It’s as if Johnson has packed away her Olympic medals and memories on a back shelf in a locked closet. Her Beijing experience was marked first by disappointment and then with subdued relief. Johnson had been the favorite to win the individual all-around medal and her U.S. team had been co-favorites with China to win gold.

Instead, Johnson’s teammate Nastia Liukin won the all-around gold while a teary-eyed Johnson took second. Her team finished second to China and Johnson also was second in floor exercise, in which she had been the defending world champion. Her gold came on the last night of the competition, on balance beam.

“I haven’t watched the Olympics,” Johnson said. “I don’t know if I will. It was all just . . . hard.”

Before the “hard,” there was a pause, a moment where her happy mask melted.

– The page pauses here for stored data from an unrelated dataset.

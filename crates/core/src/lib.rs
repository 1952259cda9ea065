//! Fundledger Core - Domain entities, services, and traits.
//!
//! This crate contains the core business logic for the capital commitment
//! ledger: allocations (a fund's commitment to a deal), capital calls drawn
//! against them, and payments settling those calls. It is database-agnostic
//! and defines traits that are implemented by the `storage-sqlite` crate.

pub mod allocations;
pub mod capital_calls;
pub mod constants;
pub mod db;
pub mod errors;
pub mod events;
pub mod lifecycle;
pub mod money;
pub mod payments;
pub mod reconciliation;
pub mod reporting;

// Re-export the amount type and lifecycle statuses; nearly every caller
// needs them.
pub use lifecycle::{AllocationStatus, CapitalCallStatus, LifecycleEventKind};
pub use money::Amount;

// Re-export error types
pub use errors::Error;
pub use errors::Result;
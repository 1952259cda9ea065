//! Integrity check implementations.
//!
//! - Aggregate drift check (cached sums vs rows)
//! - Duplicate allocation check (`(fund_id, deal_id)` uniqueness)
//! - Orphaned payment check (dangling call references)

pub mod aggregate_drift;
pub mod duplicate_allocations;
pub mod orphaned_payments;

pub use aggregate_drift::{recompute_aggregates, AggregateDriftCheck, DriftFinding};
pub use duplicate_allocations::{DuplicateAllocationCheck, DuplicateGroup};
pub use orphaned_payments::OrphanedPaymentCheck;
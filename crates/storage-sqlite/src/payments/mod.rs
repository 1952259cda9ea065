//! SQLite storage implementation for payments.

mod model;
mod repository;

pub use model::PaymentDB;
pub use repository::PaymentRepository;
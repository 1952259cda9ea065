//! Duplicate allocation integrity check.
//!
//! `(fund_id, deal_id)` is unique by construction; duplicates can only come
//! from imported or pre-index data. The repair merges each group into the
//! allocation with the lowest id: committed amounts are summed, calls are
//! re-pointed, and the other records are deleted.

use std::collections::BTreeMap;

use crate::reconciliation::model::{IntegrityCategory, IntegrityViolation, Severity};
use crate::reconciliation::traits::{IntegrityCheck, LedgerSnapshot};

/// One set of allocations sharing a `(fund_id, deal_id)` pair.
#[derive(Debug, Clone, PartialEq, Eq)]
pub struct DuplicateGroup {
    pub fund_id: String,
    pub deal_id: String,
    /// Lowest id in the group; the merge survivor.
    pub survivor_id: String,
    /// The ids to be merged away, ascending.
    pub duplicate_ids: Vec<String>,
}

/// Groups the snapshot's allocations by `(fund_id, deal_id)` and returns
/// every group with more than one member.
pub fn duplicate_groups(snapshot: &LedgerSnapshot) -> Vec<DuplicateGroup> {
    let mut by_pair: BTreeMap<(String, String), Vec<String>> = BTreeMap::new();
    for allocation in &snapshot.allocations {
        by_pair
            .entry((allocation.fund_id.clone(), allocation.deal_id.clone()))
            .or_default()
            .push(allocation.id.clone());
    }

    by_pair
        .into_iter()
        .filter(|(_, ids)| ids.len() > 1)
        .map(|((fund_id, deal_id), mut ids)| {
            ids.sort();
            let survivor_id = ids.remove(0);
            DuplicateGroup {
                fund_id,
                deal_id,
                survivor_id,
                duplicate_ids: ids,
            }
        })
        .collect()
}

/// Integrity check that detects duplicate `(fund_id, deal_id)` allocations.
pub struct DuplicateAllocationCheck;

impl DuplicateAllocationCheck {
    pub fn new() -> Self {
        Self
    }
}

impl Default for DuplicateAllocationCheck {
    fn default() -> Self {
        Self::new()
    }
}

impl IntegrityCheck for DuplicateAllocationCheck {
    fn id(&self) -> &'static str {
        "duplicate_allocations"
    }

    fn category(&self) -> IntegrityCategory {
        IntegrityCategory::DuplicateAllocation
    }

    fn analyze(&self, snapshot: &LedgerSnapshot) -> Vec<IntegrityViolation> {
        duplicate_groups(snapshot)
            .into_iter()
            .map(|group| {
                IntegrityViolation::new(
                    IntegrityCategory::DuplicateAllocation,
                    Severity::Error,
                    Some(group.survivor_id.clone()),
                    format!(
                        "{} allocations share fund {} / deal {}",
                        group.duplicate_ids.len() + 1,
                        group.fund_id,
                        group.deal_id
                    ),
                    serde_json::json!({
                        "fundId": group.fund_id,
                        "dealId": group.deal_id,
                        "survivorId": group.survivor_id,
                        "duplicateIds": group.duplicate_ids,
                    }),
                )
            })
            .collect()
    }
}
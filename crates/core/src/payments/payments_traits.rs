use async_trait::async_trait;
use diesel::sqlite::SqliteConnection;

use super::payments_model::{NewPayment, Payment, PaymentOutcome};
use crate::money::Amount;
use crate::Result;

/// Trait defining the contract for payment repository operations.
pub trait PaymentRepositoryTrait: Send + Sync {
    fn get_by_id(&self, payment_id: &str) -> Result<Payment>;
    fn list_for_call(&self, capital_call_id: &str) -> Result<Vec<Payment>>;

    fn get_in_transaction(
        &self,
        payment_id: &str,
        conn: &mut SqliteConnection,
    ) -> Result<Payment>;
    fn list_for_call_in_transaction(
        &self,
        capital_call_id: &str,
        conn: &mut SqliteConnection,
    ) -> Result<Vec<Payment>>;
    fn find_by_idempotency_key_in_transaction(
        &self,
        key: &str,
        conn: &mut SqliteConnection,
    ) -> Result<Option<Payment>>;
    fn create_in_transaction(
        &self,
        payment: Payment,
        conn: &mut SqliteConnection,
    ) -> Result<Payment>;
}

/// Trait defining the contract for payment service operations.
#[async_trait]
pub trait PaymentServiceTrait: Send + Sync {
    /// PAYMENT_RECEIVED: records a transfer against a specific call,
    /// atomically with the call and allocation aggregate updates. Fails when
    /// the call does not exist or the payment would exceed its outstanding
    /// balance.
    async fn record_payment(&self, new_payment: NewPayment) -> Result<PaymentOutcome>;

    /// Records an offsetting reversal against an earlier payment. The
    /// original row is never edited.
    async fn reverse_payment(
        &self,
        payment_id: &str,
        amount: Amount,
        reason: &str,
    ) -> Result<PaymentOutcome>;

    fn get_payment(&self, payment_id: &str) -> Result<Payment>;
    fn get_payments_for_call(&self, capital_call_id: &str) -> Result<Vec<Payment>>;
}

Since the Olympics, Johnson has participated in a gymnastics tour, made appearances at Super Bowl parties, spoken at the Democratic National Convention, vacationed in Beaver Creek, Colo., learned to snowboard and been made up and dressed up and twisted and twirled in preparation for this television turn. What she hasn’t done is gone back to work at her Iowa gym, where she had spent the better part of 10 years with her gymnastics coach Liang Chow.

And for now that isn’t in the plans. Johnson is taking some online classes with the hopes she will be able to graduate with her high school class next year.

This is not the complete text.